§ Saved entries:
□ □ □ □ □
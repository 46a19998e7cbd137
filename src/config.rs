use anyhow::{Context, Result};
use serde::Deserialize;
use std::path::{Path, PathBuf};

#[derive(Debug, Deserialize, Clone)]
pub struct Config {
    pub db: DbConfig,
    #[serde(default)]
    pub classifier: ClassifierConfig,
    pub server: ServerConfig,
}

#[derive(Debug, Deserialize, Clone)]
pub struct DbConfig {
    pub path: PathBuf,
}

#[derive(Debug, Deserialize, Clone)]
pub struct ClassifierConfig {
    #[serde(default = "default_classifier_url")]
    pub url: String,
    #[serde(default = "default_timeout_secs")]
    pub timeout_secs: u64,
    #[serde(default = "default_max_retries")]
    pub max_retries: u32,
}

impl Default for ClassifierConfig {
    fn default() -> Self {
        Self {
            url: default_classifier_url(),
            timeout_secs: default_timeout_secs(),
            max_retries: default_max_retries(),
        }
    }
}

fn default_classifier_url() -> String {
    "http://localhost:5000/predict".to_string()
}
fn default_timeout_secs() -> u64 {
    30
}
fn default_max_retries() -> u32 {
    5
}

#[derive(Debug, Deserialize, Clone)]
pub struct ServerConfig {
    pub bind: String,
}

pub fn load_config(path: &Path) -> Result<Config> {
    let content = std::fs::read_to_string(path)
        .with_context(|| format!("Failed to read config file: {}", path.display()))?;

    let config: Config = toml::from_str(&content).with_context(|| "Failed to parse config file")?;

    // Validate classifier
    if config.classifier.url.is_empty() {
        anyhow::bail!("classifier.url must not be empty");
    }
    if !config.classifier.url.starts_with("http://") && !config.classifier.url.starts_with("https://")
    {
        anyhow::bail!(
            "classifier.url must be an http(s) URL, got '{}'",
            config.classifier.url
        );
    }
    if config.classifier.timeout_secs == 0 {
        anyhow::bail!("classifier.timeout_secs must be > 0");
    }

    // Validate server
    if config.server.bind.is_empty() {
        anyhow::bail!("server.bind must not be empty");
    }

    Ok(config)
}
use anyhow::Result;
use sqlx::sqlite::{SqliteConnectOptions, SqlitePool, SqlitePoolOptions};
use std::path::Path;
use std::str::FromStr;

use crate::config::Config;

pub async fn connect(config: &Config) -> Result<SqlitePool> {
    connect_path(&config.db.path).await
}

pub async fn connect_path(db_path: &Path) -> Result<SqlitePool> {
    // Ensure parent directory exists
    if let Some(parent) = db_path.parent() {
        std::fs::create_dir_all(parent)?;
    }

    let options = SqliteConnectOptions::from_str(&format!("sqlite:{}", db_path.display()))?
        .create_if_missing(true)
        .journal_mode(sqlx::sqlite::SqliteJournalMode::Wal)
        .foreign_keys(true);

    let pool = SqlitePoolOptions::new()
        .max_connections(5)
        .connect_with(options)
        .await?;

    Ok(pool)
}
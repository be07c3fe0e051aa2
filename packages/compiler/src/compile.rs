//! Batch Compilation
//!
//! Tags compile independently of each other, so a whole template's worth of
//! tags can be compiled across threads. Results keep input order.

use rayon::prelude::*;

use crate::component::invocation::{compile_component, CompiledInvocation};
use crate::error::Result;
use crate::production::TagProduction;

pub fn compile_all(tags: &[TagProduction]) -> Vec<Result<CompiledInvocation>> {
    tags.par_iter().map(compile_component).collect()
}
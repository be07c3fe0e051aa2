//! Perform Render
//!
//! `compc render`: renders one component from a template directory with
//! JSON properties.

use std::fs;
use std::path::{Path, PathBuf};

use anyhow::{bail, Context};

use component_compiler::{
    ComponentConfig, ComponentRenderer, FileTemplateLoader, PropertyMap, Value, Viewer,
};

use crate::logging::Logger;

#[derive(Debug, Clone, Default)]
pub struct RenderOptions {
    pub root: PathBuf,
    pub config: Option<PathBuf>,
    /// JSON object source; each key becomes one property.
    pub props: Option<String>,
}

/// Converts a JSON object into a property map, keeping key order.
pub fn parse_props(json: &str) -> anyhow::Result<PropertyMap> {
    let parsed: serde_json::Value =
        serde_json::from_str(json).context("Failed to parse properties")?;
    let serde_json::Value::Object(map) = parsed else {
        bail!("Properties must be a JSON object");
    };
    Ok(map
        .iter()
        .map(|(key, value)| (key.clone(), Value::from(value)))
        .collect())
}

fn load_config(path: Option<&Path>) -> anyhow::Result<ComponentConfig> {
    match path {
        Some(path) => ComponentConfig::load(path)
            .with_context(|| format!("Failed to load config {}", path.display())),
        None => Ok(ComponentConfig::default()),
    }
}

pub fn perform_render(
    component: &str,
    options: &RenderOptions,
    logger: &dyn Logger,
) -> anyhow::Result<String> {
    let config = load_config(options.config.as_deref())?;
    logger.debug(&format!(
        "Component paths: {}",
        config.component_paths.join(", ")
    ));

    let props = match options.props.as_deref() {
        Some(json) => parse_props(json)?,
        None => PropertyMap::new(),
    };

    let renderer = ComponentRenderer::new(
        config,
        Viewer::new(FileTemplateLoader::new(&options.root)),
    );
    let rendered = renderer.render(component, props)?;
    Ok(rendered.to_html())
}

/// Reads `--props` either inline or from `@file.json`.
pub fn read_props_arg(arg: &str) -> anyhow::Result<String> {
    match arg.strip_prefix('@') {
        Some(path) => {
            fs::read_to_string(path).with_context(|| format!("Failed to read {}", path))
        }
        None => Ok(arg.to_string()),
    }
}
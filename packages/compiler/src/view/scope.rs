//! Render Scope
//!
//! Stack of data contexts for one template render. `<% with %>` and
//! `<% loop %>` push a frame; the first step of a lookup searches frames
//! from the innermost outwards.

use crate::production::LookupStep;
use crate::view::value::Value;

#[derive(Debug, Clone, Copy)]
struct Iteration {
    pos: usize,
    total: usize,
}

#[derive(Debug, Clone)]
struct Frame {
    item: Value,
    iteration: Option<Iteration>,
}

#[derive(Debug, Clone)]
pub struct Scope {
    frames: Vec<Frame>,
}

impl Scope {
    pub fn new(root: Value) -> Self {
        Scope {
            frames: vec![Frame {
                item: root,
                iteration: None,
            }],
        }
    }

    pub fn push(&mut self, item: Value) {
        self.frames.push(Frame {
            item,
            iteration: None,
        });
    }

    /// Pushes loop item `index` (0-based) of `total`.
    pub fn push_iteration(&mut self, item: Value, index: usize, total: usize) {
        self.frames.push(Frame {
            item,
            iteration: Some(Iteration {
                pos: index + 1,
                total,
            }),
        });
    }

    pub fn pop(&mut self) {
        // The root frame stays for the whole render.
        if self.frames.len() > 1 {
            self.frames.pop();
        }
    }

    pub fn depth(&self) -> usize {
        self.frames.len()
    }

    pub fn resolve(&self, steps: &[LookupStep]) -> Value {
        let Some((first, rest)) = steps.split_first() else {
            return self.current().clone();
        };
        let head = self.resolve_first(first);
        rest.iter().fold(head, |value, step| value.lookup(step))
    }

    fn current(&self) -> &Value {
        // `frames` is never empty: `pop` keeps the root.
        &self.frames[self.frames.len() - 1].item
    }

    fn resolve_first(&self, step: &LookupStep) -> Value {
        if let Some(value) = self.builtin(step) {
            return value;
        }
        self.frames
            .iter()
            .rev()
            .find(|frame| provides(&frame.item, &step.name))
            .map(|frame| frame.item.lookup(step))
            .unwrap_or_default()
    }

    fn builtin(&self, step: &LookupStep) -> Option<Value> {
        let innermost = &self.frames[self.frames.len() - 1];
        if provides(&innermost.item, &step.name) {
            return None;
        }
        match (step.name.as_str(), innermost.iteration) {
            ("Pos", Some(it)) => Some(Value::Text(it.pos.to_string())),
            ("First", Some(it)) => Some(Value::Bool(it.pos == 1)),
            ("Last", Some(it)) => Some(Value::Bool(it.pos == it.total)),
            ("Top", _) => Some(self.frames[0].item.clone()),
            _ => None,
        }
    }
}

fn provides(value: &Value, name: &str) -> bool {
    match value {
        Value::Record(record) => record.contains(name),
        Value::List(_) => matches!(name, "Count" | "First" | "Last"),
        Value::Field(field) => field.single_part().map_or(false, |p| provides(p, name)),
        _ => false,
    }
}
//! Viewer
//!
//! The host renderer seen from the component resolver: picks the first
//! candidate path that exists, compiles it and executes it against a data
//! context.

use std::rc::Rc;

use crate::error::{RenderError, RenderResult};
use crate::output::output_ast::Statement;
use crate::view::interpreter::{ComponentHost, Interpreter};
use crate::view::loader::TemplateLoader;
use crate::view::scope::Scope;
use crate::view::template_parser::parse_template;
use crate::view::value::Value;

/// A resolved, compiled template.
#[derive(Debug, Clone)]
pub struct TemplateHandle {
    pub path: String,
    pub statements: Rc<Vec<Statement>>,
}

pub trait TemplateHost {
    /// First candidate that names an existing template, compiled.
    fn resolve_template(&self, candidates: &[String]) -> RenderResult<Option<TemplateHandle>>;

    /// Runs `template` with `context` as the only data in scope.
    fn execute(
        &self,
        template: &TemplateHandle,
        context: Value,
        components: &dyn ComponentHost,
    ) -> RenderResult<String>;
}

#[derive(Debug)]
pub struct Viewer<L: TemplateLoader> {
    loader: L,
}

impl<L: TemplateLoader> Viewer<L> {
    pub fn new(loader: L) -> Self {
        Viewer { loader }
    }

    pub fn loader(&self) -> &L {
        &self.loader
    }
}

impl<L: TemplateLoader> TemplateHost for Viewer<L> {
    fn resolve_template(&self, candidates: &[String]) -> RenderResult<Option<TemplateHandle>> {
        let Some(path) = candidates.iter().find(|c| self.loader.exists(c)) else {
            return Ok(None);
        };
        let source = self.loader.load(path)?;
        let statements = parse_template(&source).map_err(|err| RenderError::Template {
            path: path.clone(),
            source: err,
        })?;
        Ok(Some(TemplateHandle {
            path: path.clone(),
            statements: Rc::new(statements),
        }))
    }

    fn execute(
        &self,
        template: &TemplateHandle,
        context: Value,
        components: &dyn ComponentHost,
    ) -> RenderResult<String> {
        Interpreter::new(components, Scope::new(context)).run(&template.statements)
    }
}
□ □ □ □ □
§ PROBLEM DETAILS: Whenever a line above holds the word "find", include it in your count, and report nothing but that count.

§ RESULT OF THIS EXERCISE: 2